#### ENTRIES SHOWN
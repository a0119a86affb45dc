//! People exports: the person row, the attribute presets and a batch source
//! reading the people of a group from a store.

use chrono::NaiveDate;
use serde::Deserialize;
use roster_core::{
  contact::{ContactCategory, contact_key},
  group::GroupTypeRegistry,
  qualification::QualificationKind,
  record::PersonRecord,
  store::MembershipStore,
};
use uuid::Uuid;

use crate::{
  Error, Result,
  resolver::DynamicAttribute,
  tabular::{Accessor, Attribute, BatchSource, RowContext, RowSpec, TabularExport},
  value::Value,
};

// ─── Row ─────────────────────────────────────────────────────────────────────

/// Row spec for [`PersonRecord`]s. Role types are labelled through the
/// shared group type registry.
pub struct PersonRow;

impl RowSpec for PersonRow {
  type Entry = PersonRecord;
  type Shared = GroupTypeRegistry;

  fn accessor(attr: &str) -> Option<Accessor<PersonRecord, GroupTypeRegistry>> {
    let accessor: Accessor<PersonRecord, GroupTypeRegistry> = match attr {
      "first_name" => |r, _| r.person.first_name.clone().into(),
      "last_name" => |r, _| r.person.last_name.clone().into(),
      "nickname" => |r, _| r.person.nickname.clone().into(),
      "company_name" => |r, _| r.person.company_name.clone().into(),
      "company" => |r, _| r.person.company.into(),
      "email" => |r, _| r.person.email.clone().into(),
      "address" => |r, _| r.person.address().into(),
      "zip_code" => |r, _| r.person.zip_code.clone().into(),
      "town" => |r, _| r.person.town.clone().into(),
      "country" => |r, _| r.person.country_label().into(),
      "gender" => |r, _| r.person.gender_label().into(),
      "birthday" => |r, _| r.person.birthday.into(),
      "layer_group" => |r, _| r.layer_group.clone().into(),
      "primary_group" => |r, _| r.primary_group.clone().into(),
      "roles" => |r, ctx| roles(r, ctx.shared).into(),
      "tags" => |r, _| r.tags.join(", ").into(),
      _ => return None,
    };
    Some(accessor)
  }

  fn dynamic_attributes() -> &'static [DynamicAttribute] { &DynamicAttribute::ALL }

  fn resolve_dynamic(
    entry: &PersonRecord,
    kind: DynamicAttribute,
    attr: &str,
    ctx: &RowContext<'_, GroupTypeRegistry>,
  ) -> Option<String> {
    kind.resolve(attr, entry, ctx.today)
  }

  fn label(attr: &str) -> Option<String> {
    let label = match attr {
      "address" => "Address",
      "company" => "Company",
      "layer_group" => "Main group",
      "primary_group" => "Primary group",
      "roles" => "Roles",
      "zip_code" => "Zip code",
      _ => return None,
    };
    Some(label.to_owned())
  }
}

/// `Role Layer / Group` for every active role, joined by `", "`.
///
/// The store's precomputed layer string is paired with the roles
/// positionally when present.
fn roles(record: &PersonRecord, registry: &GroupTypeRegistry) -> String {
  match record.role_with_layer.as_deref().filter(|s| !s.is_empty()) {
    Some(paths) => record
      .roles
      .iter()
      .zip(paths.split(", "))
      .map(|(role, path)| format!("{} {path}", role.display(registry)))
      .collect::<Vec<_>>()
      .join(", "),
    None => record
      .roles
      .iter()
      .map(|role| format!("{} {}", role.display(registry), role.layer_path()))
      .collect::<Vec<_>>()
      .join(", "),
  }
}

// ─── Presets ─────────────────────────────────────────────────────────────────

/// Columns of the address list.
pub const ADDRESS_ATTRIBUTES: &[&str] = &[
  "first_name",
  "last_name",
  "nickname",
  "company_name",
  "company",
  "email",
  "address",
  "zip_code",
  "town",
  "country",
  "layer_group",
  "roles",
];

/// Columns of the full list, before the contact and qualification columns.
pub const FULL_ATTRIBUTES: &[&str] = &[
  "first_name",
  "last_name",
  "nickname",
  "company_name",
  "company",
  "email",
  "address",
  "zip_code",
  "town",
  "country",
  "gender",
  "birthday",
  "layer_group",
  "primary_group",
  "roles",
  "tags",
];

/// One column per contact label in use, e.g. `phone_number_mobile` labelled
/// `Phone number Mobile`.
pub fn contact_columns(labels: &[(ContactCategory, String)]) -> Vec<Attribute> {
  labels
    .iter()
    .map(|(category, label)| {
      Attribute::labelled(
        contact_key(category.key_prefix(), label),
        format!("{} {label}", category.human_name()),
      )
    })
    .collect()
}

pub fn qualification_columns(kinds: &[QualificationKind]) -> Vec<Attribute> {
  kinds
    .iter()
    .map(|kind| Attribute::labelled(kind.key(), kind.label.clone()))
    .collect()
}

/// Which people list to export.
#[derive(Debug, Clone, Copy, Default, PartialEq, Eq, Deserialize)]
#[serde(rename_all = "lowercase")]
pub enum PeopleList {
  #[default]
  Address,
  /// Every attribute plus contact and qualification columns.
  Full,
}

// ─── Store source ────────────────────────────────────────────────────────────

/// The people holding an active role in a group, in name order.
pub struct GroupPeople<'a, S> {
  store:    &'a S,
  group_id: Uuid,
  as_of:    NaiveDate,
}

impl<'a, S: MembershipStore> GroupPeople<'a, S> {
  pub fn new(store: &'a S, group_id: Uuid, as_of: NaiveDate) -> Self {
    Self { store, group_id, as_of }
  }
}

impl<S: MembershipStore> BatchSource for GroupPeople<'_, S> {
  type Item = PersonRecord;

  async fn fetch_batch(
    &self,
    offset: usize,
    limit: usize,
  ) -> Result<Vec<PersonRecord>> {
    self
      .store
      .people_in_group(self.group_id, self.as_of, offset, limit)
      .await
      .map_err(Error::fetch)
  }
}

/// Set up a people export of `group_id`. The full list derives its dynamic
/// columns from the labels used by the group's people and the configured
/// qualification kinds.
pub async fn people_export<'a, S: MembershipStore>(
  store: &'a S,
  registry: &GroupTypeRegistry,
  group_id: Uuid,
  list: PeopleList,
  as_of: NaiveDate,
  batch_size: usize,
) -> Result<TabularExport<PersonRow, GroupPeople<'a, S>>> {
  let preset = match list {
    PeopleList::Address => ADDRESS_ATTRIBUTES,
    PeopleList::Full => FULL_ATTRIBUTES,
  };
  let mut attributes: Vec<Attribute> =
    preset.iter().copied().map(Attribute::from).collect();
  if list == PeopleList::Full {
    let labels = store
      .contact_labels(group_id, as_of)
      .await
      .map_err(Error::fetch)?;
    let kinds = store
      .list_qualification_kinds()
      .await
      .map_err(Error::fetch)?;
    attributes.extend(contact_columns(&labels));
    attributes.extend(qualification_columns(&kinds));
  }

  tracing::info!(%group_id, ?list, columns = attributes.len(), "exporting people");
  let source = GroupPeople::new(store, group_id, as_of);
  TabularExport::new(registry.clone(), source, attributes)?
    .with_batch_size(batch_size)
    .map(|export| export.on(as_of))
}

#### WHAT THE EXERCISE ASKS
Once more, write out all the data exactly.

#### EXERCISE SOLUTION
repository a0119a86affb45dc
//! People exports: the person row, the attribute presets and a batch source
//! reading the people of a group from a store.

use chrono::NaiveDate;
use serde::Deserialize;
use roster_core::{
  contact::{ContactCategory, contact_key},
  group::GroupTypeRegistry,
  qualification::QualificationKind,
  record::PersonRecord,
  store::MembershipStore,
};
use uuid::Uuid;

use crate::{
  Error, Result,
  resolver::DynamicAttribute,
  tabular::{Accessor, Attribute, BatchSource, RowContext, RowSpec, TabularExport},
  value::Value,
};

// ─── Row ─────────────────────────────────────────────────────────────────────

/// Row spec for [`PersonRecord`]s. Role types are labelled through the
/// shared group type registry.
pub struct PersonRow;

impl RowSpec for PersonRow {
  type Entry = PersonRecord;
  type Shared = GroupTypeRegistry;

  fn accessor(attr: &str) -> Option<Accessor<PersonRecord, GroupTypeRegistry>> {
    let accessor: Accessor<PersonRecord, GroupTypeRegistry> = match attr {
      "first_name" => |r, _| r.person.first_name.clone().into(),
      "last_name" => |r, _| r.person.last_name.clone().into(),
      "nickname" => |r, _| r.person.nickname.clone().into(),
      "company_name" => |r, _| r.person.company_name.clone().into(),
      "company" => |r, _| r.person.company.into(),
      "email" => |r, _| r.person.email.clone().into(),
      "address" => |r, _| r.person.address().into(),
      "zip_code" => |r, _| r.person.zip_code.clone().into(),
      "town" => |r, _| r.person.town.clone().into(),
      "country" => |r, _| r.person.country_label().into(),
      "gender" => |r, _| r.person.gender_label().into(),
      "birthday" => |r, _| r.person.birthday.into(),
      "layer_group" => |r, _| r.layer_group.clone().into(),
      "primary_group" => |r, _| r.primary_group.clone().into(),
      "roles" => |r, ctx| roles(r, ctx.shared).into(),
      "tags" => |r, _| r.tags.join(", ").into(),
      _ => return None,
    };
    Some(accessor)
  }

  fn dynamic_attributes() -> &'static [DynamicAttribute] { &DynamicAttribute::ALL }

  fn resolve_dynamic(
    entry: &PersonRecord,
    kind: DynamicAttribute,
    attr: &str,
    ctx: &RowContext<'_, GroupTypeRegistry>,
  ) -> Option<String> {
    kind.resolve(attr, entry, ctx.today)
  }

  fn label(attr: &str) -> Option<String> {
    let label = match attr {
      "address" => "Address",
      "company" => "Company",
      "layer_group" => "Main group",
      "primary_group" => "Primary group",
      "roles" => "Roles",
      "zip_code" => "Zip code",
      _ => return None,
    };
    Some(label.to_owned())
  }
}

/// `Role Layer / Group` for every active role, joined by `", "`.
///
/// The store's precomputed layer string is paired with the roles
/// positionally when present.
fn roles(record: &PersonRecord, registry: &GroupTypeRegistry) -> String {
  match record.role_with_layer.as_deref().filter(|s| !s.is_empty()) {
    Some(paths) => record
      .roles
      .iter()
      .zip(paths.split(", "))
      .map(|(role, path)| format!("{} {path}", role.display(registry)))
      .collect::<Vec<_>>()
      .join(", "),
    None => record
      .roles
      .iter()
      .map(|role| format!("{} {}", role.display(registry), role.layer_path()))
      .collect::<Vec<_>>()
      .join(", "),
  }
}

// ─── Presets ─────────────────────────────────────────────────────────────────

/// Columns of the address list.
pub const ADDRESS_ATTRIBUTES: &[&str] = &[
  "first_name",
  "last_name",
  "nickname",
  "company_name",
  "company",
  "email",
  "address",
  "zip_code",
  "town",
  "country",
  "layer_group",
  "roles",
];

/// Columns of the full list, before the contact and qualification columns.
pub const FULL_ATTRIBUTES: &[&str] = &[
  "first_name",
  "last_name",
  "nickname",
  "company_name",
  "company",
  "email",
  "address",
  "zip_code",
  "town",
  "country",
  "gender",
  "birthday",
  "layer_group",
  "primary_group",
  "roles",
  "tags",
];

/// One column per contact label in use, e.g. `phone_number_mobile` labelled
/// `Phone number Mobile`.
pub fn contact_columns(labels: &[(ContactCategory, String)]) -> Vec<Attribute> {
  labels
    .iter()
    .map(|(category, label)| {
      Attribute::labelled(
        contact_key(category.key_prefix(), label),
        format!("{} {label}", category.human_name()),
      )
    })
    .collect()
}

pub fn qualification_columns(kinds: &[QualificationKind]) -> Vec<Attribute> {
  kinds
    .iter()
    .map(|kind| Attribute::labelled(kind.key(), kind.label.clone()))
    .collect()
}

/// Which people list to export.
#[derive(Debug, Clone, Copy, Default, PartialEq, Eq, Deserialize)]
#[serde(rename_all = "lowercase")]
pub enum PeopleList {
  #[default]
  Address,
  /// Every attribute plus contact and qualification columns.
  Full,
}

// ─── Store source ────────────────────────────────────────────────────────────

/// The people holding an active role in a group, in name order.
pub struct GroupPeople<'a, S> {
  store:    &'a S,
  group_id: Uuid,
  as_of:    NaiveDate,
}

impl<'a, S: MembershipStore> GroupPeople<'a, S> {
  pub fn new(store: &'a S, group_id: Uuid, as_of: NaiveDate) -> Self {
    Self { store, group_id, as_of }
  }
}

impl<S: MembershipStore> BatchSource for GroupPeople<'_, S> {
  type Item = PersonRecord;

  async fn fetch_batch(
    &self,
    offset: usize,
    limit: usize,
  ) -> Result<Vec<PersonRecord>> {
    self
      .store
      .people_in_group(self.group_id, self.as_of, offset, limit)
      .await
      .map_err(Error::fetch)
  }
}

/// Set up a people export of `group_id`. The full list derives its dynamic
/// columns from the labels used by the group's people and the configured
/// qualification kinds.
pub async fn people_export<'a, S: MembershipStore>(
  store: &'a S,
  registry: &GroupTypeRegistry,
  group_id: Uuid,
  list: PeopleList,
  as_of: NaiveDate,
  batch_size: usize,
) -> Result<TabularExport<PersonRow, GroupPeople<'a, S>>> {
  let preset = match list {
    PeopleList::Address => ADDRESS_ATTRIBUTES,
    PeopleList::Full => FULL_ATTRIBUTES,
  };
  let mut attributes: Vec<Attribute> =
    preset.iter().copied().map(Attribute::from).collect();
  if list == PeopleList::Full {
    let labels = store
      .contact_labels(group_id, as_of)
      .await
      .map_err(Error::fetch)?;
    let kinds = store
      .list_qualification_kinds()
      .await
      .map_err(Error::fetch)?;
    attributes.extend(contact_columns(&labels));
    attributes.extend(qualification_columns(&kinds));
  }

  tracing::info!(%group_id, ?list, columns = attributes.len(), "exporting people");
  let source = GroupPeople::new(store, group_id, as_of);
  TabularExport::new(registry.clone(), source, attributes)?
    .with_batch_size(batch_size)
    .map(|export| export.on(as_of))
}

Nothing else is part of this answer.